Early pregnancy loss (EPL)—including missed, incomplete and
inevitable abortion—is a common clinical outcome, experienced by approximately
1 million women every year.1 Currently, management of EPL includes expectant,
medical and surgical options. Previous literature demonstrated that
misoprostol, a prostaglandin E1 analogue, is most effective in patients
diagnosed with incomplete or inevitable abortion, and especially in those who
present with symptoms such as cramping and bleeding.2 However many women are diagnosed
with EPL by ultrasound, prior to onset of symptoms. Among women diagnosed with
anembryonic gestation and embryonic or fetal demise, in which symptoms of EPL
are less common, a single dose of misoprostol will effectively complete an
abortion in only 81% to 88%, respectively.
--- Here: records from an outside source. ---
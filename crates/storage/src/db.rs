// storage/src/db.rs

use crate::cache::PoolCache;
use crate::{StorageError, StorageResult};
use amm_core::{Amount, BlockNumber, PoolId};
use gamm::{DistrInfo, FeeTokens, GammError, GammParams, GammResult, MemoryBank, Pool, PoolAsset, PoolParams, PoolStore};
use rocksdb::{IteratorMode, Options, WriteBatch, DB};
use serde::de::DeserializeOwned;
use serde::Serialize;
use std::sync::Arc;

const NEXT_POOL_ID_KEY: &str = "next_pool_id";
const LATEST_BLOCK_KEY: &str = "latest_block_number";
const BANK_KEY: &str = "bank";
const PARAMS_KEY: &str = "gamm_params";
const DISTR_INFO_KEY: &str = "distr_info";
const FEE_TOKENS_KEY: &str = "fee_tokens";

/// Column families for different data types
#[derive(Debug, Clone, Copy)]
pub enum ColumnFamily {
    Pools,
    Meta,
    Incentives,
}

impl ColumnFamily {
    fn as_str(&self) -> &'static str {
        match self {
            ColumnFamily::Pools => "pools",
            ColumnFamily::Meta => "meta",
            ColumnFamily::Incentives => "incentives",
        }
    }

    fn all() -> Vec<Self> {
        vec![Self::Pools, Self::Meta, Self::Incentives]
    }
}

/// Database configuration
#[derive(Debug, Clone)]
pub struct DatabaseConfig {
    pub path: String,
    pub create_if_missing: bool,
    pub max_open_files: i32,
    pub write_buffer_size: usize,
    pub max_write_buffer_number: i32,
    pub pool_cache_capacity: usize,
}

impl Default for DatabaseConfig {
    fn default() -> Self {
        Self {
            path: "./data".to_string(),
            create_if_missing: true,
            max_open_files: 1024,
            write_buffer_size: 64 * 1024 * 1024, // 64 MB
            max_write_buffer_number: 3,
            pool_cache_capacity: 256,
        }
    }
}

/// RocksDB-backed pool store plus node metadata
pub struct Database {
    db: Arc<DB>,
    config: DatabaseConfig,
    cache: PoolCache,
}

impl Database {
    /// Open or create database
    pub fn open(config: DatabaseConfig) -> StorageResult<Self> {
        let mut opts = Options::default();
        opts.create_if_missing(config.create_if_missing);
        opts.create_missing_column_families(true);
        opts.set_max_open_files(config.max_open_files);
        opts.set_write_buffer_size(config.write_buffer_size);
        opts.set_max_write_buffer_number(config.max_write_buffer_number);
        opts.increase_parallelism(num_cpus::get() as i32);

        let cfs: Vec<_> = ColumnFamily::all().iter().map(|cf| cf.as_str()).collect();

        let db = DB::open_cf(&opts, &config.path, &cfs).map_err(|e| StorageError::DatabaseError(e.to_string()))?;

        tracing::info!("Database opened at {}", config.path);

        Ok(Self {
            db: Arc::new(db),
            cache: PoolCache::new(config.pool_cache_capacity),
            config,
        })
    }

    pub fn config(&self) -> &DatabaseConfig {
        &self.config
    }

    // ==================== POOL OPERATIONS ====================

    /// Get pool by id, through the cache
    pub fn get_pool(&self, pool_id: PoolId) -> StorageResult<Option<Pool>> {
        if let Some(pool) = self.cache.get(pool_id) {
            return Ok(Some(pool));
        }

        let cf = self.cf(ColumnFamily::Pools)?;
        match self
            .db
            .get_cf(cf, pool_id.to_be_bytes())
            .map_err(|e| StorageError::DatabaseError(e.to_string()))?
        {
            Some(bytes) => {
                let pool: Pool = decode(&bytes)?;
                self.cache.insert(pool.clone());
                Ok(Some(pool))
            }
            None => Ok(None),
        }
    }

    /// All pools in ascending id order
    pub fn get_pools(&self) -> StorageResult<Vec<Pool>> {
        let cf = self.cf(ColumnFamily::Pools)?;
        let mut pools = Vec::new();
        for item in self.db.iterator_cf(cf, IteratorMode::Start) {
            let (_, value) = item.map_err(|e| StorageError::DatabaseError(e.to_string()))?;
            pools.push(decode(&value)?);
        }
        Ok(pools)
    }

    /// Write pools and, optionally, the id counter in one atomic batch
    fn write_pools(&self, pools: &[Pool], next_pool_id: Option<PoolId>) -> StorageResult<()> {
        let cf_pools = self.cf(ColumnFamily::Pools)?;
        let cf_meta = self.cf(ColumnFamily::Meta)?;

        let mut batch = WriteBatch::default();
        for pool in pools {
            batch.put_cf(cf_pools, pool.id().to_be_bytes(), encode(pool)?);
        }
        if let Some(next) = next_pool_id {
            batch.put_cf(cf_meta, NEXT_POOL_ID_KEY.as_bytes(), next.to_be_bytes());
        }

        self.db.write(batch).map_err(|e| StorageError::DatabaseError(e.to_string()))?;

        for pool in pools {
            self.cache.insert(pool.clone());
        }
        Ok(())
    }

    pub fn get_next_pool_id(&self) -> StorageResult<PoolId> {
        Ok(self.get_u64_meta(NEXT_POOL_ID_KEY)?.unwrap_or(1))
    }

    // ==================== METADATA OPERATIONS ====================

    /// Store metadata
    pub fn store_meta(&self, key: &str, value: &[u8]) -> StorageResult<()> {
        let cf = self.cf(ColumnFamily::Meta)?;
        self.db
            .put_cf(cf, key.as_bytes(), value)
            .map_err(|e| StorageError::DatabaseError(e.to_string()))
    }

    /// Get metadata
    pub fn get_meta(&self, key: &str) -> StorageResult<Option<Vec<u8>>> {
        let cf = self.cf(ColumnFamily::Meta)?;
        self.db
            .get_cf(cf, key.as_bytes())
            .map_err(|e| StorageError::DatabaseError(e.to_string()))
    }

    fn get_u64_meta(&self, key: &str) -> StorageResult<Option<u64>> {
        match self.get_meta(key)? {
            Some(bytes) => {
                let raw: [u8; 8] = bytes
                    .try_into()
                    .map_err(|_| StorageError::Corruption(format!("Invalid {} value", key)))?;
                Ok(Some(u64::from_be_bytes(raw)))
            }
            None => Ok(None),
        }
    }

    /// Get latest block number
    pub fn get_latest_block_number(&self) -> StorageResult<Option<BlockNumber>> {
        self.get_u64_meta(LATEST_BLOCK_KEY)
    }

    /// Update latest block number
    pub fn update_latest_block_number(&self, number: BlockNumber) -> StorageResult<()> {
        self.store_meta(LATEST_BLOCK_KEY, &number.to_be_bytes())
    }

    /// Store any serializable value under a metadata key
    pub fn store_meta_value<T: Serialize + ?Sized>(&self, key: &str, value: &T) -> StorageResult<()> {
        self.store_meta(key, &encode(value)?)
    }

    pub fn load_meta_value<T: DeserializeOwned>(&self, key: &str) -> StorageResult<Option<T>> {
        self.get_meta(key)?.map(|bytes| decode(&bytes)).transpose()
    }

    pub fn store_bank(&self, bank: &MemoryBank) -> StorageResult<()> {
        self.store_meta_value(BANK_KEY, bank)
    }

    pub fn load_bank(&self) -> StorageResult<Option<MemoryBank>> {
        self.load_meta_value(BANK_KEY)
    }

    pub fn store_params(&self, params: &GammParams) -> StorageResult<()> {
        self.store_meta_value(PARAMS_KEY, params)
    }

    pub fn load_params(&self) -> StorageResult<Option<GammParams>> {
        self.load_meta_value(PARAMS_KEY)
    }

    pub fn store_fee_tokens(&self, fee_tokens: &FeeTokens) -> StorageResult<()> {
        self.store_meta_value(FEE_TOKENS_KEY, fee_tokens)
    }

    /// Stored fee tokens, only the default base denom if none were ever written
    pub fn load_fee_tokens(&self) -> StorageResult<FeeTokens> {
        Ok(self.load_meta_value(FEE_TOKENS_KEY)?.unwrap_or_default())
    }

    // ==================== INCENTIVE OPERATIONS ====================

    pub fn store_distr_info(&self, distr_info: &DistrInfo) -> StorageResult<()> {
        let cf = self.cf(ColumnFamily::Incentives)?;
        self.db
            .put_cf(cf, DISTR_INFO_KEY.as_bytes(), encode(distr_info)?)
            .map_err(|e| StorageError::DatabaseError(e.to_string()))
    }

    /// Stored incentive records, empty if none were ever written
    pub fn load_distr_info(&self) -> StorageResult<DistrInfo> {
        let cf = self.cf(ColumnFamily::Incentives)?;
        match self
            .db
            .get_cf(cf, DISTR_INFO_KEY.as_bytes())
            .map_err(|e| StorageError::DatabaseError(e.to_string()))?
        {
            Some(bytes) => decode(&bytes),
            None => Ok(DistrInfo::default()),
        }
    }

    // ==================== UTILITY OPERATIONS ====================

    /// Compact database
    pub fn compact(&self) -> StorageResult<()> {
        tracing::info!("Compacting database...");

        for cf_type in ColumnFamily::all() {
            if let Ok(cf) = self.cf(cf_type) {
                self.db.compact_range_cf(cf, None::<&[u8]>, None::<&[u8]>);
            }
        }

        tracing::info!("Database compaction complete");
        Ok(())
    }

    /// Get database statistics
    pub fn stats(&self) -> StorageResult<DatabaseStats> {
        let cf_pools = self.cf(ColumnFamily::Pools)?;
        let pool_count = self.db.iterator_cf(cf_pools, IteratorMode::Start).count();

        Ok(DatabaseStats {
            latest_block: self.get_latest_block_number()?.unwrap_or(0),
            next_pool_id: self.get_next_pool_id()?,
            total_pools: pool_count as u64,
            cached_pools: self.cache.len(),
        })
    }

    /// Get column family handle
    fn cf(&self, cf_type: ColumnFamily) -> StorageResult<&rocksdb::ColumnFamily> {
        self.db
            .cf_handle(cf_type.as_str())
            .ok_or_else(|| StorageError::DatabaseError(format!("{} CF not found", cf_type.as_str())))
    }
}

impl PoolStore for Database {
    fn next_pool_id(&self) -> GammResult<PoolId> {
        Ok(self.get_next_pool_id()?)
    }

    fn set_next_pool_id(&mut self, next: PoolId) -> GammResult<()> {
        Ok(self.store_meta(NEXT_POOL_ID_KEY, &next.to_be_bytes())?)
    }

    fn create(&mut self, assets: Vec<PoolAsset>, params: PoolParams, total_shares: Amount) -> GammResult<PoolId> {
        let pool_id = self.get_next_pool_id()?;
        let pool = Pool::from_parts(pool_id, params, assets, total_shares);
        self.write_pools(std::slice::from_ref(&pool), Some(pool_id + 1))?;
        tracing::debug!("Stored new pool #{}", pool_id);
        Ok(pool_id)
    }

    fn restore(&mut self, pool: Pool) -> GammResult<()> {
        Ok(self.write_pools(std::slice::from_ref(&pool), None)?)
    }

    fn get(&self, pool_id: PoolId) -> GammResult<Pool> {
        self.get_pool(pool_id)?.ok_or(GammError::PoolNotFound(pool_id))
    }

    fn list(&self) -> GammResult<Vec<Pool>> {
        Ok(self.get_pools()?)
    }

    fn commit_batch(&mut self, pools: &[Pool]) -> GammResult<()> {
        for pool in pools {
            if self.get_pool(pool.id())?.is_none() {
                return Err(GammError::PoolNotFound(pool.id()));
            }
        }
        self.write_pools(pools, None)?;
        tracing::debug!("Committed {} pools", pools.len());
        Ok(())
    }
}

/// Database statistics
#[derive(Debug, Clone)]
pub struct DatabaseStats {
    pub latest_block: BlockNumber,
    pub next_pool_id: PoolId,
    pub total_pools: u64,
    pub cached_pools: usize,
}

fn encode<T: Serialize + ?Sized>(value: &T) -> StorageResult<Vec<u8>> {
    bincode::serialize(value).map_err(|e| StorageError::SerializationError(e.to_string()))
}

fn decode<T: DeserializeOwned>(bytes: &[u8]) -> StorageResult<T> {
    bincode::deserialize(bytes).map_err(|e| StorageError::SerializationError(e.to_string()))
}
A second dose of misoprostol can
increase the rate of expulsion3 but this delay in success is associated with
increased costs to both patients and the health care system, including more
office visits, ultrasound examinations, and patient anxiety. While medical
management with misoprostol is an important alternative option to observation
or a surgical procedure, we’ve all had patients for whom medical management
resulted in a prolonged and frustrating process during a sensitive time.
Wouldn’t it be great if we had a medical option that resulted in a more
expeditious and safer resolution of pregnancy loss?